=== Section Start ===

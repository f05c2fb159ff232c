//! Engine configuration

use serde::{Deserialize, Serialize};
use std::path::Path;

/// Hash tags the engine knows how to compute
pub const SUPPORTED_HASH_ALGORITHMS: [&str; 4] = ["md5", "sha1", "sha256", "sha512"];

/// Engine configuration
#[derive(Debug, Clone, Default, PartialEq, Serialize, Deserialize)]
pub struct EngineConfig {
    /// Compression settings
    #[serde(default)]
    pub compression: CompressionConfig,
    /// Hashing settings
    #[serde(default)]
    pub hashing: HashingConfig,
    /// Logging settings
    #[serde(default)]
    pub logging: LoggingConfig,
}

/// Compression configuration
#[derive(Debug, Clone, PartialEq, Serialize, Deserialize)]
#[serde(default)]
pub struct CompressionConfig {
    /// Deflate level, 0 (store) through 9 (best)
    pub level: u32,
    /// Size of the intermediate streaming buffer in bytes
    pub chunk_size: usize,
    /// Upper bound on decompressed output
    pub max_output_bytes: usize,
}

impl Default for CompressionConfig {
    fn default() -> Self {
        Self {
            level: 9,
            chunk_size: 32 * 1024,
            max_output_bytes: 64 * 1024 * 1024,
        }
    }
}

/// Hashing configuration
#[derive(Debug, Clone, PartialEq, Serialize, Deserialize)]
#[serde(default)]
pub struct HashingConfig {
    /// Algorithm tag used when none is given
    pub default_algorithm: String,
    /// Iterations per benchmark run
    pub benchmark_iterations: u32,
}

impl Default for HashingConfig {
    fn default() -> Self {
        Self {
            default_algorithm: "sha256".to_string(),
            benchmark_iterations: 1000,
        }
    }
}

/// Logging configuration
#[derive(Debug, Clone, PartialEq, Serialize, Deserialize)]
#[serde(default)]
pub struct LoggingConfig {
    /// Filter directive used when `RUST_LOG` is unset
    pub level: String,
    /// Emit JSON lines instead of human-readable output
    pub json: bool,
}

impl Default for LoggingConfig {
    fn default() -> Self {
        Self {
            level: "info".to_string(),
            json: false,
        }
    }
}

impl EngineConfig {
    /// Load configuration from file
    pub fn load(path: &Path) -> crate::Result<Self> {
        let content = std::fs::read_to_string(path)?;
        let config: Self =
            serde_json::from_str(&content).map_err(|e| crate::Error::parse(e.to_string()))?;
        config.validate()?;
        Ok(config)
    }

    /// Save configuration to file
    pub fn save(&self, path: &Path) -> crate::Result<()> {
        let content = serde_json::to_string_pretty(self)
            .map_err(|e| crate::Error::parse(e.to_string()))?;
        std::fs::write(path, content)?;
        Ok(())
    }

    /// Reject values the engine cannot run with
    pub fn validate(&self) -> crate::Result<()> {
        if self.compression.level > 9 {
            return Err(crate::Error::config(format!(
                "compression level must be 0-9, got {}",
                self.compression.level
            )));
        }
        if self.compression.chunk_size == 0 {
            return Err(crate::Error::config("compression chunk_size must be non-zero"));
        }
        if self.compression.max_output_bytes == 0 {
            return Err(crate::Error::config(
                "compression max_output_bytes must be non-zero",
            ));
        }
        if !SUPPORTED_HASH_ALGORITHMS.contains(&self.hashing.default_algorithm.as_str()) {
            return Err(crate::Error::config(format!(
                "unsupported default hash algorithm: {}",
                self.hashing.default_algorithm
            )));
        }
        if self.hashing.benchmark_iterations == 0 {
            return Err(crate::Error::config("benchmark_iterations must be non-zero"));
        }
        Ok(())
    }
}
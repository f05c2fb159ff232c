//! Byte/hex codec used for transport encoding
//!
//! Every engine component that hands bytes to a caller (ciphertext,
//! digests, compressed streams, key material) goes through this module.
//! Output is always lowercase; input may be either case.

use thiserror::Error;

/// Malformed hex input
#[derive(Error, Debug, Clone, PartialEq, Eq)]
pub enum HexError {
    #[error("odd length hex string ({len} characters)")]
    OddLength { len: usize },

    #[error("invalid hex character {character:?} at index {index}")]
    InvalidCharacter { character: char, index: usize },
}

pub type HexResult<T> = std::result::Result<T, HexError>;

/// Encode bytes as lowercase hex, two zero-padded digits per byte
pub fn encode(bytes: impl AsRef<[u8]>) -> String {
    ::hex::encode(bytes)
}

/// Decode a hex string into bytes
///
/// Lengths and indices count characters, not UTF-8 bytes.
///
/// # Errors
///
/// Returns [`HexError::OddLength`] when the input has an odd number of
/// characters and [`HexError::InvalidCharacter`] for the first character
/// outside `[0-9a-fA-F]`. Input is never truncated.
pub fn decode(hex: &str) -> HexResult<Vec<u8>> {
    let len = hex.chars().count();
    if len % 2 != 0 {
        return Err(HexError::OddLength { len });
    }
    if let Some((index, character)) = hex
        .chars()
        .enumerate()
        .find(|(_, c)| !c.is_ascii_hexdigit())
    {
        return Err(HexError::InvalidCharacter { character, index });
    }

    // ASCII from here on, so byte offsets are character offsets
    ::hex::decode(hex).map_err(|e| match e {
        ::hex::FromHexError::InvalidHexCharacter { c, index } => HexError::InvalidCharacter {
            character: c,
            index,
        },
        ::hex::FromHexError::OddLength | ::hex::FromHexError::InvalidStringLength => {
            HexError::OddLength { len }
        }
    })
}
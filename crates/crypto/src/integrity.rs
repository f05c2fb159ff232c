//! Data and file integrity checking

use crate::hashing::{HashAlgorithm, HashError, HashOutput, Hasher};
use std::path::Path;
use thiserror::Error;
use tracing::warn;

/// Integrity check errors
#[derive(Error, Debug)]
pub enum IntegrityError {
    #[error("IO error: {0}")]
    Io(#[from] std::io::Error),
    #[error(transparent)]
    UnsupportedAlgorithm(#[from] HashError),
    #[error("Hash mismatch for {subject}: expected {expected}, got {actual}")]
    HashMismatch {
        subject: String,
        expected: String,
        actual: String,
    },
}

pub type IntegrityResult<T> = std::result::Result<T, IntegrityError>;

/// Integrity checker bound to one digest algorithm
#[derive(Debug, Clone, Copy)]
pub struct IntegrityChecker {
    hasher: Hasher,
}

impl IntegrityChecker {
    /// Create a new integrity checker
    pub fn new(algorithm: HashAlgorithm) -> Self {
        Self {
            hasher: Hasher::new(algorithm),
        }
    }

    /// Create from an algorithm tag such as `sha256`
    pub fn from_tag(tag: &str) -> IntegrityResult<Self> {
        Ok(Self::new(tag.parse()?))
    }

    /// Create with default algorithm (SHA-256)
    pub fn default_checker() -> Self {
        Self::new(HashAlgorithm::Sha256)
    }

    pub fn algorithm(&self) -> HashAlgorithm {
        self.hasher.algorithm()
    }

    /// Hash data in memory
    pub fn hash_data(&self, data: &[u8]) -> HashOutput {
        self.hasher.hash(data)
    }

    /// Verify data against expected hash
    pub fn verify_data(&self, data: &[u8], expected_hash: &str) -> bool {
        self.hasher.hash(data).verify_hex(expected_hash)
    }

    /// Verify data, reporting the actual digest on mismatch
    pub fn check_data(&self, data: &[u8], expected_hash: &str) -> IntegrityResult<()> {
        let hash = self.hasher.hash(data);
        self.check(hash, "data", expected_hash)
    }

    /// Hash a file
    pub fn hash_file(&self, path: &Path) -> IntegrityResult<HashOutput> {
        let data = std::fs::read(path)?;
        Ok(self.hasher.hash(&data))
    }

    /// Verify a file against an expected hash
    pub fn verify_file(&self, path: &Path, expected_hash: &str) -> IntegrityResult<()> {
        let hash = self.hash_file(path)?;
        self.check(hash, &path.to_string_lossy(), expected_hash)
    }

    fn check(&self, hash: HashOutput, subject: &str, expected_hash: &str) -> IntegrityResult<()> {
        if hash.verify_hex(expected_hash) {
            return Ok(());
        }

        let actual = hash.to_hex();
        warn!(
            subject,
            algorithm = self.algorithm().as_str(),
            "integrity check failed"
        );
        Err(IntegrityError::HashMismatch {
            subject: subject.to_string(),
            expected: expected_hash.to_string(),
            actual,
        })
    }
}

impl Default for IntegrityChecker {
    fn default() -> Self {
        Self::default_checker()
    }
}

#[cfg(test)]
mod tests {
    use super::*;

    #[test]
    fn test_hash_and_verify_data() {
        let checker = IntegrityChecker::default_checker();
        let data = b"test data for integrity check";

        let hash = checker.hash_data(data);
        let hex = hash.to_hex();

        assert!(checker.verify_data(data, &hex));
        assert!(!checker.verify_data(b"different data", &hex));
    }

    #[test]
    fn test_check_data_reports_mismatch() {
        let checker = IntegrityChecker::from_tag("md5").unwrap();
        let expected = checker.hash_data(b"original").to_hex();

        assert!(checker.check_data(b"original", &expected).is_ok());
        match checker.check_data(b"changed", &expected) {
            Err(IntegrityError::HashMismatch {
                expected: e,
                actual,
                ..
            }) => {
                assert_eq!(e, expected);
                assert_eq!(actual, checker.hash_data(b"changed").to_hex());
            }
            other => panic!("expected mismatch, got {:?}", other),
        }
    }

    #[test]
    fn test_from_tag_rejects_unknown() {
        assert!(matches!(
            IntegrityChecker::from_tag("crc32"),
            Err(IntegrityError::UnsupportedAlgorithm(_))
        ));
    }

    #[test]
    fn test_verify_file() {
        let path = std::env::temp_dir().join(format!(
            "hexsphere-integrity-{}.bin",
            std::process::id()
        ));
        std::fs::write(&path, b"file contents").unwrap();

        let checker = IntegrityChecker::new(HashAlgorithm::Sha512);
        let expected = checker.hash_data(b"file contents").to_hex();
        let result = checker.verify_file(&path, &expected);
        let wrong = checker.verify_file(&path, &checker.hash_data(b"other").to_hex());
        std::fs::remove_file(&path).ok();

        assert!(result.is_ok());
        assert!(matches!(wrong, Err(IntegrityError::HashMismatch { .. })));
    }

    #[test]
    fn test_verify_missing_file() {
        let checker = IntegrityChecker::default();
        let result = checker.verify_file(Path::new("/nonexistent/hexsphere.bin"), "00");
        assert!(matches!(result, Err(IntegrityError::Io(_))));
    }
}
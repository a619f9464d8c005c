use crate::registry::compile::{compile, CompileError, Registry};
use crate::registry::schema::RegistryDocument;
use std::fmt;
use std::fs;
use std::path::{Path, PathBuf};
use tracing::info;

#[derive(Debug)]
pub enum RegistryError {
    Io {
        path: PathBuf,
        source: std::io::Error,
    },
    Toml {
        path: Option<PathBuf>,
        source: toml_edit::de::Error,
    },
    Compile {
        path: Option<PathBuf>,
        source: CompileError,
    },
    NoLayers,
}

impl RegistryError {
    fn with_path(self, path: &Path) -> Self {
        let path = path.to_path_buf();
        match self {
            RegistryError::Toml { path: None, source } => RegistryError::Toml {
                path: Some(path),
                source,
            },
            RegistryError::Compile { path: None, source } => RegistryError::Compile {
                path: Some(path),
                source,
            },
            other => other,
        }
    }
}

impl fmt::Display for RegistryError {
    fn fmt(&self, f: &mut fmt::Formatter<'_>) -> fmt::Result {
        match self {
            RegistryError::Io { path, source } => {
                write!(f, "failed to read registry from {}: {}", path.display(), source)
            }
            RegistryError::Toml { path, source } => match path {
                Some(path) => write!(
                    f,
                    "failed to parse registry TOML ({}): {}",
                    path.display(),
                    source
                ),
                None => write!(f, "failed to parse registry TOML: {}", source),
            },
            RegistryError::Compile { path, source } => match path {
                Some(path) => write!(f, "invalid registry ({}):\n{}", path.display(), source),
                None => write!(f, "invalid registry:\n{}", source),
            },
            RegistryError::NoLayers => write!(f, "no registry files given"),
        }
    }
}

impl std::error::Error for RegistryError {
    fn source(&self) -> Option<&(dyn std::error::Error + 'static)> {
        match self {
            RegistryError::Io { source, .. } => Some(source),
            RegistryError::Toml { source, .. } => Some(source),
            RegistryError::Compile { source, .. } => Some(source),
            RegistryError::NoLayers => None,
        }
    }
}

pub fn parse_document(input: &str) -> Result<RegistryDocument, RegistryError> {
    toml_edit::de::from_str(input).map_err(|source| RegistryError::Toml { path: None, source })
}

fn read_document(path: &Path) -> Result<RegistryDocument, RegistryError> {
    let contents = fs::read_to_string(path).map_err(|source| RegistryError::Io {
        path: path.to_path_buf(),
        source,
    })?;
    parse_document(&contents).map_err(|error| error.with_path(path))
}

pub fn load_from_str(input: &str) -> Result<Registry, RegistryError> {
    let document = parse_document(input)?;
    compile(&document).map_err(|source| RegistryError::Compile { path: None, source })
}

pub fn load_from_path(path: impl AsRef<Path>) -> Result<Registry, RegistryError> {
    let path = path.as_ref();
    let document = read_document(path)?;
    let registry = compile(&document)
        .map_err(|source| RegistryError::Compile { path: None, source })
        .map_err(|error| error.with_path(path))?;
    info!(path = %path.display(), name = %registry.meta().name, "loaded registry");
    Ok(registry)
}

/// Load registry layers in order (base first) and compile the merged result.
///
/// Individual layers may reference symbols defined by earlier layers, so only
/// the merged document is compiled.
pub fn load_layers<P: AsRef<Path>>(paths: &[P]) -> Result<Registry, RegistryError> {
    let mut merged: Option<RegistryDocument> = None;
    for path in paths {
        let layer = read_document(path.as_ref())?;
        merged = Some(match merged {
            Some(base) => base.layer(layer),
            None => layer,
        });
    }
    let merged = merged.ok_or(RegistryError::NoLayers)?;
    let registry = compile(&merged).map_err(|source| {
        let path = paths.last().map(|path| path.as_ref().to_path_buf());
        RegistryError::Compile { path, source }
    })?;
    info!(
        layers = paths.len(),
        name = %registry.meta().name,
        "loaded layered registry"
    );
    Ok(registry)
}

#[cfg(test)]
mod tests {
    use super::*;
    use std::io::Write;

    const BASE: &str = r#"
[meta]
name = "base"
version = "1.2.0"

[namespaces]
a = "http://schemas.openxmlformats.org/drawingml/2006/main"

[elements]
theme = "a:theme"
clrScheme = "a:clrScheme"
accent1 = "a:accent1"
srgbClr = "a:srgbClr"

[attributes]
val = "val"

[paths]
accent1ColorAttr = "/theme/clrScheme/accent1/srgbClr/@val"
"#;

    #[test]
    fn load_valid_registry() {
        let registry = load_from_str(BASE).unwrap();
        assert_eq!(registry.meta().name, "base");
        assert!(registry.path("accent1ColorAttr").is_some());
        assert_eq!(
            registry.element("accent1").map(|name| name.local.as_str()),
            Some("accent1")
        );
    }

    #[test]
    fn collects_every_issue() {
        let input = r#"
[namespaces]
a = "urn:a"

[elements]
theme = "a:theme"
shape = "p:sp"

[attributes]
val = "val"

[paths]
broken = "/theme[@val"
missing = "/theme/clrSchem/@val"
"#;
        let err = load_from_str(input).unwrap_err();
        let RegistryError::Compile { source, .. } = err else {
            panic!("expected compile error, got {err:?}");
        };
        let keys: Vec<&str> = source.issues().iter().map(|issue| issue.key()).collect();
        assert_eq!(keys, ["elements.shape", "paths.broken", "paths.missing"]);
    }

    #[test]
    fn layers_resolve_across_files() {
        let dir = tempfile::tempdir().unwrap();
        let base = dir.path().join("base.toml");
        let overlay = dir.path().join("org.toml");
        fs::write(&base, BASE).unwrap();
        let mut file = fs::File::create(&overlay).unwrap();
        writeln!(
            file,
            r#"
[meta]
name = "org"

[paths]
schemeVal = "//clrScheme//srgbClr/@val"
"#
        )
        .unwrap();

        let registry = load_layers(&[&base, &overlay]).unwrap();
        assert_eq!(registry.meta().name, "org");
        assert_eq!(registry.meta().version.as_deref(), Some("1.2.0"));
        assert!(registry.path("schemeVal").is_some());
        assert!(registry.path("accent1ColorAttr").is_some());
    }

    #[test]
    fn missing_file_names_path() {
        let err = load_from_path("/definitely/not/here.toml").unwrap_err();
        assert!(err.to_string().contains("/definitely/not/here.toml"));
    }
}
//! Thread-local cache of bound path variables.
//!
//! Binding is deterministic for a given registry and template, so results are
//! memoised per thread. Cache is capped at 256 entries and cleared when full.

use crate::bind::{bind, BindError, VariableMap};
use crate::path::PathTemplate;
use crate::registry::Registry;
use std::cell::RefCell;
use std::collections::HashMap;

const MAX_CACHE_ENTRIES: usize = 256;

thread_local! {
    // Key is "<registry fingerprint>:<path name>" so layered registries that
    // share path names never collide.
    static BINDING_CACHE: RefCell<HashMap<String, VariableMap>> =
        RefCell::new(HashMap::new());
}

/// Get the bound variables for `template` from cache, or bind and cache them.
pub fn get_or_bind(registry: &Registry, template: &PathTemplate) -> Result<VariableMap, BindError> {
    let cache_key = format!("{:016x}:{}", registry.fingerprint(), template.name());

    if let Some(vars) = BINDING_CACHE.with(|cache| cache.borrow().get(&cache_key).cloned()) {
        return Ok(vars);
    }

    let vars = bind(registry, template)?;
    BINDING_CACHE.with(|cache| {
        let mut cache = cache.borrow_mut();
        if cache.len() >= MAX_CACHE_ENTRIES {
            cache.clear();
        }
        cache.insert(cache_key, vars.clone());
    });
    Ok(vars)
}

/// Clear the binding cache (mainly for testing).
pub fn clear_cache() {
    BINDING_CACHE.with(|cache| cache.borrow_mut().clear());
}

pub fn cache_size() -> usize {
    BINDING_CACHE.with(|cache| cache.borrow().len())
}

#[cfg(test)]
mod tests {
    use super::*;
    use crate::registry::load_from_str;

    fn registry(selector: &str) -> Registry {
        load_from_str(&format!(
            r#"
[elements]
a = "a"
b = "b"

[paths]
target = "{selector}"
"#
        ))
        .unwrap()
    }

    #[test]
    fn cache_is_keyed_by_fingerprint() {
        clear_cache();
        let first = registry("/a");
        let second = registry("/b");

        let a = get_or_bind(&first, first.path("target").unwrap()).unwrap();
        let again = get_or_bind(&first, first.path("target").unwrap()).unwrap();
        assert_eq!(a, again);
        assert_eq!(cache_size(), 1);

        let b = get_or_bind(&second, second.path("target").unwrap()).unwrap();
        assert_ne!(a, b);
        assert_eq!(cache_size(), 2);

        clear_cache();
        assert_eq!(cache_size(), 0);
    }
}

=== Section End ===

What you will do -> Copy each line of the listing in which the word "second" can be found.

Response area ->
        let second = registry("/b");
        let b = get_or_bind(&second, second.path("target").unwrap()).unwrap();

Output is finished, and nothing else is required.